As health care reform moves forward, West Michigan doctors are facing more choices about banding together or working for hospitals in order to prepare for changes in reimbursement and meet the national push for higher quality and lower costs.
“Physicians will have to make a choice,” said David Silliven, executive director of the Physicians Organization of West Michigan and the Physicians Organization of Michigan, the newly created joint venture with the University of Michigan Health System.
“Their practices have to change to adhere to how health care is going to be financed and supported going forward,” Silliven said. “It’s not a question if a physician is going to align. The question is who are you going to align with?”
The latest choice is POM, the Physicians Organization of Michigan, which was announced to local doctors last week. A joint venture of POWM and UMHS, POM aims to connect independent doctors statewide without being tied to a particular hospital by employment or affiliation. Its members will primarily be other regional physicians organizations.
POM will provide services such as access to a clinically integrated network of physicians with an electronic health record system, support for business functions and systems to track quality benchmarks. It will contract with POWM to provide many of its services, Silliven said.
The new organization starts with the 1,600 members of the multi-specialty faculty physicians group at UMHS and the 570 members of POWM. It will seek to pick up other physician organizations and independent doctors as members, he said.
“Physicians have a lot of options out there for how to align. This is providing physicians another option,” Silliven said.
For West Michigan doctors, options now include hospital employment, such as the Spectrum Health Medical Group; hospital-specific affiliation, such as the clinical integration organization formed by Saint Mary’s Health Care and Advantage Health; and now POM, as a “hospital agnostic” umbrella for independent doctors, said Dr.
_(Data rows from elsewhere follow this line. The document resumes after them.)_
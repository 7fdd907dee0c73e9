//! Publisher factories.
//!
//! Every factory returns a cold publisher: each subscription gets its own
//! copy of the data and its own demand accounting. Items are produced only
//! against outstanding demand; a source that runs dry completes right away,
//! without waiting for another `request`.
//!
//! | Function | Items | Terminal |
//! |----------|-------|----------|
//! | [`from_iter`] | every item of the iterable | complete |
//! | [`just`] | one | complete |
//! | [`empty`] | none | complete, without any request |
//! | [`error`] | none | fail, without any request |
//! | [`never`] | none | none |
//! | [`create`] | whatever the producer emits | whatever the producer signals |
//!
//! ```rust
//! use flowable::prelude::*;
//!
//! assert_eq!(flowable::just("hi").block_all().unwrap(), vec!["hi"]);
//! assert!(flowable::empty::<u8>().block_all().unwrap().is_empty());
//! assert!(flowable::error::<u8>(FlowError::msg("down")).block_all().is_err());
//! ```

use std::{
  iter::{Empty, Once, Peekable},
  marker::PhantomData,
  sync::{Arc, Mutex, PoisonError},
};

pub use crate::emitter::{create, Create};
use crate::{
  error::FlowError,
  publisher::Publisher,
  pump::{Pump, Source},
  subscriber::SubscriberRef,
};

// ============================================================================
// from_iter / just / empty
// ============================================================================

/// Publisher over a cloneable iterable, restarted for every subscription.
#[derive(Clone)]
pub struct FromIter<I> {
  iter: I,
}

/// Emits every item of `iter`, then completes.
///
/// Completion is detected by peeking, so the iterator is always advanced one
/// element ahead of the delivered items. A lazy iterator with side effects
/// runs them for the next element before any demand exists for it.
pub fn from_iter<I>(iter: I) -> FromIter<I>
where
  I: IntoIterator + Clone + Send + Sync + 'static,
  I::IntoIter: Send + 'static,
  I::Item: Send + 'static,
{
  FromIter { iter }
}

/// Emits `item`, then completes.
pub fn just<T>(item: T) -> FromIter<Once<T>>
where
  T: Clone + Send + Sync + 'static,
{
  from_iter(std::iter::once(item))
}

/// Completes without emitting.
pub fn empty<T>() -> FromIter<Empty<T>>
where
  T: Send + 'static,
{
  from_iter(std::iter::empty())
}

struct IterSource<I: Iterator> {
  iter: Mutex<Peekable<I>>,
}

impl<I> Source for IterSource<I>
where
  I: Iterator + Send + 'static,
  I::Item: Send + 'static,
{
  type Item = I::Item;

  fn next_item(&self) -> Option<I::Item> { self.iter.lock().unwrap_or_else(PoisonError::into_inner).next() }

  fn finished(&self) -> Option<Result<(), FlowError>> {
    let mut iter = self.iter.lock().unwrap_or_else(PoisonError::into_inner);
    iter.peek().is_none().then_some(Ok(()))
  }
}

impl<I> Publisher for FromIter<I>
where
  I: IntoIterator + Clone + Send + Sync + 'static,
  I::IntoIter: Send + 'static,
  I::Item: Send + 'static,
{
  type Item = I::Item;

  fn subscribe(&self, subscriber: SubscriberRef<Self::Item>) {
    let source = IterSource { iter: Mutex::new(self.iter.clone().into_iter().peekable()) };
    Pump::start(Arc::new(Pump::new(source, subscriber)));
  }
}

// ============================================================================
// error / never
// ============================================================================

/// Publisher that fails every subscription with the same error.
pub struct Fail<T> {
  cause: FlowError,
  _marker: PhantomData<fn() -> T>,
}

/// Fails immediately with `cause`.
pub fn error<T: Send + 'static>(cause: FlowError) -> Fail<T> { Fail { cause, _marker: PhantomData } }

struct FailSource<T> {
  cause: FlowError,
  _marker: PhantomData<fn() -> T>,
}

impl<T: Send + 'static> Source for FailSource<T> {
  type Item = T;

  fn next_item(&self) -> Option<T> { None }

  fn finished(&self) -> Option<Result<(), FlowError>> { Some(Err(self.cause.clone())) }
}

impl<T: Send + 'static> Publisher for Fail<T> {
  type Item = T;

  fn subscribe(&self, subscriber: SubscriberRef<T>) {
    let source = FailSource { cause: self.cause.clone(), _marker: PhantomData };
    Pump::start(Arc::new(Pump::new(source, subscriber)));
  }
}

/// Publisher that never emits and never terminates.
pub struct Never<T>(PhantomData<fn() -> T>);

/// Never emits, never terminates; only cancellation ends it.
pub fn never<T: Send + 'static>() -> Never<T> { Never(PhantomData) }

impl<T: Send + 'static> Source for Never<T> {
  type Item = T;

  fn next_item(&self) -> Option<T> { None }

  fn finished(&self) -> Option<Result<(), FlowError>> { None }
}

impl<T: Send + 'static> Publisher for Never<T> {
  type Item = T;

  fn subscribe(&self, subscriber: SubscriberRef<T>) {
    Pump::start(Arc::new(Pump::new(Never(PhantomData), subscriber)));
  }
}
use proc_macro::TokenStream;
use quote::quote;
use syn::{parse_macro_input, spanned::Spanned, Ident, ItemFn, LitStr};

const USAGE: &str = "flowable_macro::test only accepts: #[flowable_macro::test], \
                     #[flowable_macro::test(current)], #[flowable_macro::test(shared)], or string \
                     equivalents";

/// Marks a test that runs the same way for sync and async bodies.
///
/// Sync functions become plain `#[test]`s. Async functions run on a tokio
/// runtime: `current` (the default) uses the current-thread flavor, `shared`
/// the multi-thread one.
#[proc_macro_attribute]
pub fn test(attr: TokenStream, item: TokenStream) -> TokenStream {
  let input = parse_macro_input!(item as ItemFn);

  let is_async = input.sig.asyncness.is_some();

  let raw_args = proc_macro2::TokenStream::from(attr);
  let tokio_args = if raw_args.is_empty() {
    proc_macro2::TokenStream::new()
  } else {
    if !is_async {
      return syn::Error::new(
        raw_args.span(),
        "flowable_macro::test flavor args are only supported for async tests. Use \
         #[flowable_macro::test] for sync tests, or make the function async.",
      )
      .to_compile_error()
      .into();
    }

    let flavor = if let Ok(ident) = syn::parse2::<Ident>(raw_args.clone()) {
      (ident.to_string(), ident.span())
    } else if let Ok(lit) = syn::parse2::<LitStr>(raw_args.clone()) {
      (lit.value(), lit.span())
    } else {
      return syn::Error::new(raw_args.span(), USAGE).to_compile_error().into();
    };

    match flavor.0.as_str() {
      "current" => quote!(flavor = "current_thread"),
      "shared" => quote!(flavor = "multi_thread"),
      _ => return syn::Error::new(flavor.1, USAGE).to_compile_error().into(),
    }
  };

  let attr = if is_async { quote!(tokio::test(#tokio_args)) } else { quote!(test) };

  let expanded = quote! {
      #[#attr]
      #input
  };

  TokenStream::from(expanded)
}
David Spahlinger, executive director of the University of Michigan faculty group practice and senior associate dean for clinical affairs at the U-M Medical School.
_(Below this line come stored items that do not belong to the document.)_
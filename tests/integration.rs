//! Integration tests for flowable
//!
//! Tests operator chains end to end: demand accounting, cancellation,
//! terminal signals and threading behavior.

use std::{
  sync::{
    atomic::{AtomicU64, AtomicUsize, Ordering},
    Arc, Mutex,
  },
  thread,
  time::Duration,
};

use flowable::{prelude::*, testing::TestSubscriber};

/// Counts every item `source` actually produced.
fn counting<P: Publisher<Item = i32> + 'static>(source: P, produced: Arc<AtomicUsize>) -> impl Publisher<Item = i32> {
  source.map(move |v| {
    produced.fetch_add(1, Ordering::SeqCst);
    v
  })
}

#[flowable_macro::test]
fn test_no_over_delivery() {
  let subscriber = TestSubscriber::new(3);
  flowable::from_iter(1..=100)
    .map(|v| v + 1)
    .filter(|_| true)
    .flat_map(|v| flowable::from_iter(vec![v, -v]))
    .subscribe(subscriber.clone());

  assert_eq!(subscriber.item_count(), 3);
  subscriber.request(4);
  assert_eq!(subscriber.item_count(), 7);
  assert!(!subscriber.is_completed());
}

#[flowable_macro::test]
fn test_cancellation_silence() {
  let produced = Arc::new(AtomicUsize::new(0));
  let subscriber = TestSubscriber::new(2);
  counting(flowable::from_iter(1..=10), produced.clone()).map(|v| v * 10).subscribe(subscriber.clone());
  subscriber.cancel();
  subscriber.request(5);

  assert_eq!(subscriber.items(), vec![10, 20]);
  assert_eq!(subscriber.terminal_count(), 0);
  assert_eq!(produced.load(Ordering::SeqCst), 2);
}

#[flowable_macro::test]
fn test_filter_conservation() {
  let produced = Arc::new(AtomicUsize::new(0));
  let subscriber = TestSubscriber::new(2);
  counting(flowable::from_iter(vec![1, 2, 3, 4, 5]), produced.clone())
    .filter(|v| v % 2 == 0)
    .subscribe(subscriber.clone());

  assert_eq!(subscriber.items(), vec![2, 4]);
  // Two requested plus one replacement for each dropped odd item.
  assert_eq!(produced.load(Ordering::SeqCst), 4);
}

#[flowable_macro::test]
fn test_map_purity() {
  let result = flowable::from_iter(vec![1, 2, 3]).map(|x| x * 2).block_all().unwrap();
  assert_eq!(result, vec![2, 4, 6]);
}

#[flowable_macro::test]
fn test_reduce_totality() {
  let subscriber = TestSubscriber::new(1);
  flowable::from_iter(vec![1, 2, 3, 4]).reduce(|a, b| a + b).subscribe(subscriber.clone());
  assert_eq!(subscriber.items(), vec![10]);
  assert!(subscriber.is_completed());

  let empty = TestSubscriber::new(1);
  flowable::empty::<i32>().reduce(|a, b| a + b).subscribe(empty.clone());
  assert!(empty.items().is_empty());
  assert!(empty.is_completed());
}

#[flowable_macro::test]
fn test_flat_map_ordering() {
  let result = flowable::from_iter(vec!["a", "b"])
    .flat_map(|s| flowable::from_iter(vec![format!("{s}1"), format!("{s}2")]))
    .block_all()
    .unwrap();
  assert_eq!(result, vec!["a1", "a2", "b1", "b2"]);
}

#[flowable_macro::test]
fn test_flat_map_ordering_with_async_inner() {
  let result = flowable::from_iter(0..5)
    .flat_map(|v| flowable::from_iter(vec![v * 10, v * 10 + 1]).subscribe_on(flowable::scheduler::new_thread()))
    .block_all()
    .unwrap();
  assert_eq!(result, vec![0, 1, 10, 11, 20, 21, 30, 31, 40, 41]);
}

#[flowable_macro::test]
fn test_single_terminal_signal() {
  let subscriber = TestSubscriber::unbounded();
  flowable::from_iter(1..=20)
    .filter(|v| v % 3 != 0)
    .flat_map(|v| flowable::just(v))
    .map(|v| v * 2)
    .subscribe(subscriber.clone());

  assert!(subscriber.is_completed());
  assert_eq!(subscriber.terminal_count(), 1);
  assert_eq!(subscriber.signals_after_terminal(), 0);
}

#[flowable_macro::test]
fn test_error_short_circuit() {
  let produced = Arc::new(AtomicUsize::new(0));
  let subscriber = TestSubscriber::unbounded();
  counting(flowable::from_iter(vec![1, 2, 3, 4, 5]), produced.clone())
    .try_filter(|v| if *v == 3 { Err(FlowError::msg("third item")) } else { Ok(true) })
    .subscribe(subscriber.clone());

  assert_eq!(subscriber.items(), vec![1, 2]);
  assert_eq!(subscriber.terminal_count(), 1);
  assert_eq!(subscriber.failure().map(|e| e.to_string()), Some("third item".to_string()));
  assert_eq!(subscriber.signals_after_terminal(), 0);
  assert_eq!(produced.load(Ordering::SeqCst), 3);
}

fn failing_source() -> impl Publisher<Item = i32> {
  flowable::create(|emitter: Emitter<i32>| {
    emitter.emit(1);
    emitter.emit(2);
    emitter.fail("source broke");
  })
}

#[flowable_macro::test]
fn test_upstream_failure_passes_through_map_and_filter() {
  let subscriber = TestSubscriber::unbounded();
  failing_source().map(|v| v * 10).filter(|_| true).subscribe(subscriber.clone());

  assert_eq!(subscriber.items(), vec![10, 20]);
  assert_eq!(subscriber.failure().map(|e| e.to_string()), Some("source broke".to_string()));
  assert_eq!(subscriber.terminal_count(), 1);
  assert_eq!(subscriber.signals_after_terminal(), 0);
}

#[flowable_macro::test]
fn test_upstream_failure_discards_the_reduce_accumulator() {
  let subscriber = TestSubscriber::unbounded();
  failing_source().map(|v| v * 10).reduce(|a, b| a + b).subscribe(subscriber.clone());

  assert!(subscriber.items().is_empty());
  assert_eq!(subscriber.failure().map(|e| e.to_string()), Some("source broke".to_string()));
  assert_eq!(subscriber.terminal_count(), 1);
}

#[flowable_macro::test]
fn test_emitter_respects_demand() {
  let source = flowable::create(|emitter: Emitter<u32>| {
    for v in 0..10 {
      emitter.emit(v);
    }
    emitter.complete();
  });
  let subscriber = TestSubscriber::new(4);
  source.map(|v| v + 1).subscribe(subscriber.clone());
  assert_eq!(subscriber.items(), vec![1, 2, 3, 4]);
  subscriber.request(UNBOUNDED);
  assert_eq!(subscriber.item_count(), 10);
  assert!(subscriber.is_completed());
}

#[flowable_macro::test]
fn test_invalid_demand_fails_the_chain() {
  let subscriber = TestSubscriber::new(0);
  flowable::from_iter(1..=3).map(|v| v).subscribe(subscriber.clone());
  subscriber.request(0);
  assert!(matches!(subscriber.failure(), Some(FlowError::InvalidDemand(0))));
}

#[flowable_macro::test]
fn test_subscribe_on_crosses_threads() {
  let producer_thread = Arc::new(Mutex::new(None));
  let c_producer_thread = producer_thread.clone();
  let subscriber = TestSubscriber::unbounded();
  flowable::create(move |emitter: Emitter<i32>| {
    *c_producer_thread.lock().unwrap() = Some(thread::current().id());
    emitter.emit(1);
    emitter.complete();
  })
  .subscribe_on(flowable::scheduler::new_thread())
  .subscribe(subscriber.clone());

  assert!(subscriber.await_terminal(Duration::from_secs(5)));
  assert_eq!(subscriber.items(), vec![1]);
  assert_ne!(*producer_thread.lock().unwrap(), Some(thread::current().id()));
}

#[flowable_macro::test]
fn test_concurrent_requests_never_over_deliver() {
  let subscriber = TestSubscriber::new(0);
  flowable::from_iter(0..10_000)
    .flat_map(|v| flowable::from_iter(vec![v; 3]))
    .filter(|v| v % 2 == 0)
    .subscribe(subscriber.clone());

  let handles: Vec<_> = (0..4)
    .map(|_| {
      let subscriber = subscriber.clone();
      thread::spawn(move || {
        for _ in 0..250 {
          subscriber.request(1);
        }
      })
    })
    .collect();
  for handle in handles {
    handle.join().unwrap();
  }

  assert_eq!(subscriber.item_count(), 1000);
  assert_eq!(subscriber.terminal_count(), 0);
}

#[flowable_macro::test]
fn test_cancel_from_another_thread() {
  let delivered = Arc::new(AtomicU64::new(0));
  let c_delivered = delivered.clone();
  let source = flowable::create(|emitter: Emitter<u64>| {
    thread::spawn(move || {
      let mut next = 0;
      while !emitter.is_cancelled() {
        emitter.emit(next);
        next += 1;
        thread::sleep(Duration::from_micros(50));
      }
    });
  });
  let subscriber = TestSubscriber::unbounded();
  source.map(move |v| {
    c_delivered.fetch_add(1, Ordering::SeqCst);
    v
  })
  .subscribe(subscriber.clone());

  while delivered.load(Ordering::SeqCst) < 10 {
    thread::sleep(Duration::from_millis(1));
  }
  subscriber.cancel();
  thread::sleep(Duration::from_millis(5));
  let after_cancel = subscriber.item_count();
  thread::sleep(Duration::from_millis(20));
  assert_eq!(subscriber.item_count(), after_cancel);
  assert_eq!(subscriber.terminal_count(), 0);
}

#[flowable_macro::test]
async fn test_into_stream_chain() {
  use futures::StreamExt;

  let items: Vec<_> = flowable::from_iter(1..=6)
    .filter(|v| v % 2 == 1)
    .flat_map(|v| flowable::from_iter(vec![v, v]))
    .into_stream(3)
    .map(|item| item.unwrap())
    .collect()
    .await;
  assert_eq!(items, vec![1, 1, 3, 3, 5, 5]);
}

#[cfg(feature = "futures-scheduler")]
#[flowable_macro::test]
fn test_default_scheduler() {
  let result = flowable::from_iter(0..1000)
    .subscribe_on(DefaultScheduler)
    .map(|v| v % 7)
    .reduce(|a, b| a.max(b))
    .block_all()
    .unwrap();
  assert_eq!(result, vec![6]);
}

#[flowable_macro::test]
fn test_for_each_and_subscribe_all() {
  let sum = Arc::new(AtomicU64::new(0));
  let c_sum = sum.clone();
  flowable::from_iter(1..=10u64).for_each(move |v| {
    c_sum.fetch_add(v, Ordering::SeqCst);
  });
  assert_eq!(sum.load(Ordering::SeqCst), 55);

  let completed = Arc::new(AtomicUsize::new(0));
  let c_completed = completed.clone();
  flowable::from_iter(1..=3).subscribe_all(
    |s: &dyn Subscription| s.request(2),
    |s: &dyn Subscription, _| s.request(1),
    move || {
      c_completed.fetch_add(1, Ordering::SeqCst);
    },
    |_| {},
  );
  assert_eq!(completed.load(Ordering::SeqCst), 1);
}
“This is kind of an alternative model,” Spahlinger said.
Bob Woolford, executive director of Grand Rapids Ophthalmology and a past president of the Michigan Medical Group Management Association, said large specialty practices work with many hospitals and may be reluctant to be closely associated with one or the other.
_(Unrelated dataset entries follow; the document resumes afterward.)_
//! Atomic counters used for demand accounting.
//!
//! [`Counter`] tracks items a subscriber asked for but has not received yet.
//! The value [`UNBOUNDED`] is sticky: once reached, the counter never goes
//! down again, which is how a `request(u64::MAX)` disables backpressure.
//!
//! [`WorkInProgress`] serializes drain loops: only the thread that moves it
//! away from zero emits, every other caller just records that it "missed" and
//! leaves the work to the active drainer.

use std::sync::atomic::{AtomicU64, AtomicUsize, Ordering};

/// Demand value that disables backpressure.
pub const UNBOUNDED: u64 = u64::MAX;

/// Thread-safe tally of outstanding demand.
#[derive(Debug, Default)]
pub struct Counter(AtomicU64);

impl Counter {
  /// Creates a counter at zero.
  pub const fn new() -> Self { Counter(AtomicU64::new(0)) }

  /// Creates a counter starting at `value`.
  pub const fn with_value(value: u64) -> Self { Counter(AtomicU64::new(value)) }

  /// Current outstanding demand.
  #[inline]
  pub fn value(&self) -> u64 { self.0.load(Ordering::Acquire) }

  #[inline]
  pub fn is_unbounded(&self) -> bool { self.value() == UNBOUNDED }

  /// Adds `count`, saturating at [`UNBOUNDED`]. Returns the new value.
  pub fn increase(&self, count: u64) -> u64 {
    let updated = self.0.fetch_update(Ordering::AcqRel, Ordering::Acquire, |v| {
      Some(v.saturating_add(count))
    });
    match updated {
      Ok(prev) | Err(prev) => prev.saturating_add(count),
    }
  }

  /// Takes one unit of demand. Returns the new value.
  #[inline]
  pub fn decrease(&self) -> u64 { self.decrease_by(1) }

  /// Takes `count` units, stopping at zero. An unbounded counter is left
  /// untouched.
  pub fn decrease_by(&self, count: u64) -> u64 {
    match self.0.fetch_update(Ordering::AcqRel, Ordering::Acquire, |v| match v {
      UNBOUNDED => None,
      v => Some(v.saturating_sub(count)),
    }) {
      Ok(prev) => prev.saturating_sub(count),
      Err(unbounded) => unbounded,
    }
  }

  /// Takes one unit only if some demand is outstanding.
  pub fn try_decrease(&self) -> bool {
    self
      .0
      .fetch_update(Ordering::AcqRel, Ordering::Acquire, |v| match v {
        0 => None,
        UNBOUNDED => Some(UNBOUNDED),
        v => Some(v - 1),
      })
      .is_ok()
  }

  /// Resets to zero and returns whatever was accumulated.
  pub fn take(&self) -> u64 { self.0.swap(0, Ordering::AcqRel) }
}

/// Drain-loop guard.
#[derive(Debug, Default)]
pub struct WorkInProgress(AtomicUsize);

impl WorkInProgress {
  pub const fn new() -> Self { WorkInProgress(AtomicUsize::new(0)) }

  /// Returns `true` if the caller became the drainer.
  #[inline]
  pub fn enter(&self) -> bool { self.0.fetch_add(1, Ordering::AcqRel) == 0 }

  /// Acknowledges `missed` passes. A non-zero return means more work arrived
  /// meanwhile and the drainer must loop again.
  #[inline]
  pub fn leave(&self, missed: usize) -> usize { self.0.fetch_sub(missed, Ordering::AcqRel) - missed }
}

#[cfg(test)]
mod tests {
  use std::{sync::Arc, thread};

  use super::*;

  #[flowable_macro::test]
  fn increase_and_decrease() {
    let counter = Counter::new();
    assert_eq!(counter.increase(3), 3);
    assert_eq!(counter.decrease(), 2);
    assert_eq!(counter.decrease_by(5), 0);
    assert_eq!(counter.value(), 0);
    assert!(!counter.try_decrease());
  }

  #[flowable_macro::test]
  fn unbounded_is_sticky() {
    let counter = Counter::with_value(10);
    assert_eq!(counter.increase(UNBOUNDED), UNBOUNDED);
    assert_eq!(counter.decrease(), UNBOUNDED);
    assert!(counter.try_decrease());
    assert!(counter.is_unbounded());
    assert_eq!(counter.increase(1), UNBOUNDED);
  }

  #[flowable_macro::test]
  fn take_resets() {
    let counter = Counter::with_value(7);
    assert_eq!(counter.take(), 7);
    assert_eq!(counter.value(), 0);
  }

  #[flowable_macro::test]
  fn concurrent_updates_balance_out() {
    let counter = Arc::new(Counter::new());
    let handles: Vec<_> = (0..8)
      .map(|_| {
        let counter = counter.clone();
        thread::spawn(move || {
          for _ in 0..1000 {
            counter.increase(2);
            counter.decrease();
          }
        })
      })
      .collect();
    handles.into_iter().for_each(|h| h.join().unwrap());
    assert_eq!(counter.value(), 8000);
  }

  #[flowable_macro::test]
  fn work_in_progress_reports_missed_passes() {
    let wip = WorkInProgress::new();
    assert!(wip.enter());
    assert!(!wip.enter());
    assert_eq!(wip.leave(1), 1);
    assert_eq!(wip.leave(1), 0);
    assert!(wip.enter());
  }
}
“It presents some difficulty, yet the whole health care reform effort is based largely on these accountable care organization concepts,” Woolford said. “My goal is to play in all the ponds.”
Dr. Randall Clark, POWM board president and a family practice physician in Grand Rapids for 22 years, said he expects POM’s clinical benefits, such as tracking and measuring quality benchmarks, will benefit patients, as well.
“We are going to provide opportunities across the state that are not currently in place,” Clark said. “UMHS is a large organization and very good referral center, but this is new territory for them. They found a natural partner in us to expedite their process.”
The federal government is attempting to jump start technology development in medicine with additional reimbursements for doctors who participate in Medicare and Medicaid. These physician alliances also are setting the stage for accountable care organizations, in which multiple health care providers will share a single payment for a patient’s care.
Many doctors are unwilling to take on the cost and expertise required to implement technology such as EHRs, health information exchanges and e-prescribing.
Hospitals hired half of all new doctors in 2009, according to the Medical Group Management Association, as doctors look for an alternative to the traditionally long work hours and to the debt and responsibility associated with establishing or joining a small practice. The American Medical Association reported that one is six doctors now works for a hospital.
In her State of the Health System speech in September, UMHS CEO Dr. Ora Hirsch Pescovitz outlined a strategy to take the block M health care brand statewide. Pescovitz said that the system is pursuing five strategic themes, including to grow and expand the UMHS geographic presence.
In September, UMHS joined with Metro Health and Trinity Health, the parent company of Saint Mary’s Health Care, to create Pennant Health Alliance. That organization is aimed at helping hospitals with physician alignment and recruitment, health information technology, revenue cycle management and group purchasing.
The U-M and Metro Health also have a joint venture in radiation oncology at the Cancer Center at Metro Health Village.
U-M has been running a large ACO pilot program, Spahlinger said, and has found that it takes a large number of Medicare patients, perhaps as many as 25,000 to 30,000, for the ACO concept to work in the real world. POM is setting the stage for an ACO for independent doctors, he added. Even with 1,600 doctors, the U-M system Medicare patient roster hits at about 18,000, he said.
“I think it’s a complicated thing, to get to an ACO,” Spahlinger said. “But the first step is not necessarily physician-hospital integration, but it is physician integration, acting as if you are a multiple specialty group of physicians.”